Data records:
────────────────────────────────────────

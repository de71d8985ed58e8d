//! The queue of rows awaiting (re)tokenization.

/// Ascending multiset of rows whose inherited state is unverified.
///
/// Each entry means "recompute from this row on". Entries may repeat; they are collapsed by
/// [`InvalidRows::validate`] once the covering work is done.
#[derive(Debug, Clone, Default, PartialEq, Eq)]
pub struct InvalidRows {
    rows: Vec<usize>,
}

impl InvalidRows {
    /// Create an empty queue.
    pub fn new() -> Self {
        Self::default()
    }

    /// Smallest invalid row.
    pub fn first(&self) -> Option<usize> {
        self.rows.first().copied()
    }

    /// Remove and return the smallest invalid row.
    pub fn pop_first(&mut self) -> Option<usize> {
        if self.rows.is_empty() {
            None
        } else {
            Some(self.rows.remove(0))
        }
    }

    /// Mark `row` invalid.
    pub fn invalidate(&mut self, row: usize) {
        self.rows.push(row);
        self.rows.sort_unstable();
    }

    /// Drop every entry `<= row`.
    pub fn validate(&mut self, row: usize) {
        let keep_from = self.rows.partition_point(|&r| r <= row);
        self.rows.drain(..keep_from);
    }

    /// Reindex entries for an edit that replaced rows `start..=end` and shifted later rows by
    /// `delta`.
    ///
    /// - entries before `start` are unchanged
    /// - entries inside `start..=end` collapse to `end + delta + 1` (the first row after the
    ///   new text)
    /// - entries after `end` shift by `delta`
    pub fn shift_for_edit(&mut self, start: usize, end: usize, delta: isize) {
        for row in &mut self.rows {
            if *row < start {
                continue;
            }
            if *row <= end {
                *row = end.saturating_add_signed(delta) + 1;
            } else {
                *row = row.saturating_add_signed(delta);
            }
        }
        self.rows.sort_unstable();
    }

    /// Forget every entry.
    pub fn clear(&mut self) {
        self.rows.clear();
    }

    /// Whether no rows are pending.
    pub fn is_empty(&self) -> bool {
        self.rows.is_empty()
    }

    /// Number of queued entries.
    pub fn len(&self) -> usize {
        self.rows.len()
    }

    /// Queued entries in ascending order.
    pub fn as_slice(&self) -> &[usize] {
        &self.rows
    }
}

────────────────────────────────────────

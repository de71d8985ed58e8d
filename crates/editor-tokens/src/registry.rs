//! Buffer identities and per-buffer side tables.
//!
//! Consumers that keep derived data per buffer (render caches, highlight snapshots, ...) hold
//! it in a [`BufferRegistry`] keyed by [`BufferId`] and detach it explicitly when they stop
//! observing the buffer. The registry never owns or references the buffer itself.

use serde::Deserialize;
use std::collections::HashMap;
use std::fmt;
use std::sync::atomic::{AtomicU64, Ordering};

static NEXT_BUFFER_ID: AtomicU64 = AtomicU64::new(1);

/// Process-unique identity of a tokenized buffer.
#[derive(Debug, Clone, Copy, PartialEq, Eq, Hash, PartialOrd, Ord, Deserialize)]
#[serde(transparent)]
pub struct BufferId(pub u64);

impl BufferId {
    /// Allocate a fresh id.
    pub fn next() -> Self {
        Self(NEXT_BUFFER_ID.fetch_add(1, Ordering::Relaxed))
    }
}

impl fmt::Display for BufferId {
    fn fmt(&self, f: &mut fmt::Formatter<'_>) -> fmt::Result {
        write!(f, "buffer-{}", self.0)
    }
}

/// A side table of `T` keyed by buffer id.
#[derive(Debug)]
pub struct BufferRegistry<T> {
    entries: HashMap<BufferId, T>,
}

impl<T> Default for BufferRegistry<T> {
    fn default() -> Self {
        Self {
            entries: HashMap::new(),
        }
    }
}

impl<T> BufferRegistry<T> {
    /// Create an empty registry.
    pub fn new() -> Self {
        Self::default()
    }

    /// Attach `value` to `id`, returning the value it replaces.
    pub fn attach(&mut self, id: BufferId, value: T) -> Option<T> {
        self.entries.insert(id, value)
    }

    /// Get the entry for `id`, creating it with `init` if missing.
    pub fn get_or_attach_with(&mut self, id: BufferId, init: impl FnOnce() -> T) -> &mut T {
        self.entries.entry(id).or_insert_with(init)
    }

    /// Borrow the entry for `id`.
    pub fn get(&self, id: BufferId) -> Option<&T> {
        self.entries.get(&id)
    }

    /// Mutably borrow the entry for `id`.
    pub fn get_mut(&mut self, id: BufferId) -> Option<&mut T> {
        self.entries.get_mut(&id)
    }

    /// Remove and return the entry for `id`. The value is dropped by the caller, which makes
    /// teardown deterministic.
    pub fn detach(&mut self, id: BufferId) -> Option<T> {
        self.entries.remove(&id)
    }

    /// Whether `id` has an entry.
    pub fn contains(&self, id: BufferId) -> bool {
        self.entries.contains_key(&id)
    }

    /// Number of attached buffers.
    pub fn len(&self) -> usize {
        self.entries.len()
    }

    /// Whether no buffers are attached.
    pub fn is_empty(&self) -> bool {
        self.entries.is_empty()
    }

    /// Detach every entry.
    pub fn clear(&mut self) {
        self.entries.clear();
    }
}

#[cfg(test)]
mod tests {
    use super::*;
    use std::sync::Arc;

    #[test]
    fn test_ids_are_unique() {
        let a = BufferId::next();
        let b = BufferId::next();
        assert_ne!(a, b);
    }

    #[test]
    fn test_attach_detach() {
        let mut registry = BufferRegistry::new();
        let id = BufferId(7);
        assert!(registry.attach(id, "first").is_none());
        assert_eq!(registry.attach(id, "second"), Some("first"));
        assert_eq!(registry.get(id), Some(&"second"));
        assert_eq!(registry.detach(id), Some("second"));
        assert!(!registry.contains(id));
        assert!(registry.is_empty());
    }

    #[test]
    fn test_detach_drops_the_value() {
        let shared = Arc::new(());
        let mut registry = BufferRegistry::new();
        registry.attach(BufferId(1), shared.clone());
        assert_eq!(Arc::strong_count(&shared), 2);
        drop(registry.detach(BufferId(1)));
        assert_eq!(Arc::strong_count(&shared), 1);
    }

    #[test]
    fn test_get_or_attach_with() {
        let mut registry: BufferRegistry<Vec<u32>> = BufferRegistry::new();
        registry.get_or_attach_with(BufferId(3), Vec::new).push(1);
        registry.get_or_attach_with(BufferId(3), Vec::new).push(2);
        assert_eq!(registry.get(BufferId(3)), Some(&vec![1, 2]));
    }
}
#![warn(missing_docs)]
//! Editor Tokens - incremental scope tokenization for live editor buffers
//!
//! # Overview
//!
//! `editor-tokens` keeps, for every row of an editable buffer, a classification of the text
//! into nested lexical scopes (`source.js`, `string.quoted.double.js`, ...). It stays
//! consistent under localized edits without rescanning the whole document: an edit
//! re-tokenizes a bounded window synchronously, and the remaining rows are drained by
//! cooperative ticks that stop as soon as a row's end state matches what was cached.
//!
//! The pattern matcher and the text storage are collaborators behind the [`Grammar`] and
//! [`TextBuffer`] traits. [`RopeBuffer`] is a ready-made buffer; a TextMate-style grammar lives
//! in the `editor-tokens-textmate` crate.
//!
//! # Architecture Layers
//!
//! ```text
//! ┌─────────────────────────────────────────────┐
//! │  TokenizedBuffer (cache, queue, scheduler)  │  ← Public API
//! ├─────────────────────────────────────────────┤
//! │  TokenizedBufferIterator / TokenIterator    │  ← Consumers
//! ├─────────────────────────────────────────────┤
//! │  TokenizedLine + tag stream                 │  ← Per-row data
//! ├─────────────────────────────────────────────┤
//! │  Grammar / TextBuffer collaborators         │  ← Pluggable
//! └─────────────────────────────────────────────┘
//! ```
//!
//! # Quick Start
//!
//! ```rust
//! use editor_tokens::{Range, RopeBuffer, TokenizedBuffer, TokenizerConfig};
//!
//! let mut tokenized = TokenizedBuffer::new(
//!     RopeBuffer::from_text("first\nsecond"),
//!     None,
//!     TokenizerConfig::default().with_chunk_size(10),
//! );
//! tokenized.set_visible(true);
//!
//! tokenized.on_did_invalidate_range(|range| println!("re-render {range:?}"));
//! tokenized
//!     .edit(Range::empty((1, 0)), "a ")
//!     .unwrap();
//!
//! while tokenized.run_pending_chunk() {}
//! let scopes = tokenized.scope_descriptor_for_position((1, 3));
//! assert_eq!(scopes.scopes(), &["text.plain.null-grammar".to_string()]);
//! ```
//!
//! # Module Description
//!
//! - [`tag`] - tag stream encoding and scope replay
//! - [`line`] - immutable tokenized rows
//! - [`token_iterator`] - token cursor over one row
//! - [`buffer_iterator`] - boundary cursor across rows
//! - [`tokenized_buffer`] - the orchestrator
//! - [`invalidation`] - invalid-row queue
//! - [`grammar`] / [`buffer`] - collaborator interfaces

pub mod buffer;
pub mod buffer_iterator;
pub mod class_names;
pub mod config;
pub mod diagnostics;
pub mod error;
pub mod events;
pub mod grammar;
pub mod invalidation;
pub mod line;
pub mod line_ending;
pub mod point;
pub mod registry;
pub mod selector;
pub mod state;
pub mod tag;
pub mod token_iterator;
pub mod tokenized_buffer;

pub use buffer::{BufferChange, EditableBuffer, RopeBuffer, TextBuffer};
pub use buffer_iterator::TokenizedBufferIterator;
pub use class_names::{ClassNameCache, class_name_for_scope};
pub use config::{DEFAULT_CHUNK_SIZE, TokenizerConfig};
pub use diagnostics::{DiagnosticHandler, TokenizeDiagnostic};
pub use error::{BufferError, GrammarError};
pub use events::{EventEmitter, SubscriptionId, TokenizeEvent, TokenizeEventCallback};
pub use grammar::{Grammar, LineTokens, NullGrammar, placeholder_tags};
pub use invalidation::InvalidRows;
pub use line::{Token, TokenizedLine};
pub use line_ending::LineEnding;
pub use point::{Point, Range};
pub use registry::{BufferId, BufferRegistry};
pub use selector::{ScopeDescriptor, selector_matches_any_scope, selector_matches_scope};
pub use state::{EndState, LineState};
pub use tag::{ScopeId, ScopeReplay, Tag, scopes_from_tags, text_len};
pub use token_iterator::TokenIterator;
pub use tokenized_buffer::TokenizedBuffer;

────────────────────────────────────────

Description of the task:
From the records above, transcribe exactly the run of lines that opens with the line holding "registry.get_or_attach_with(BufferId(3), Vec::new).push(1);" and closes with the line holding "into nested lexical", both included.

The completed task:
        registry.get_or_attach_with(BufferId(3), Vec::new).push(1);
        registry.get_or_attach_with(BufferId(3), Vec::new).push(2);
        assert_eq!(registry.get(BufferId(3)), Some(&vec![1, 2]));
    }
}
#![warn(missing_docs)]
//! Editor Tokens - incremental scope tokenization for live editor buffers
//!
//! # Overview
//!
//! `editor-tokens` keeps, for every row of an editable buffer, a classification of the text
//! into nested lexical scopes (`source.js`, `string.quoted.double.js`, ...). It stays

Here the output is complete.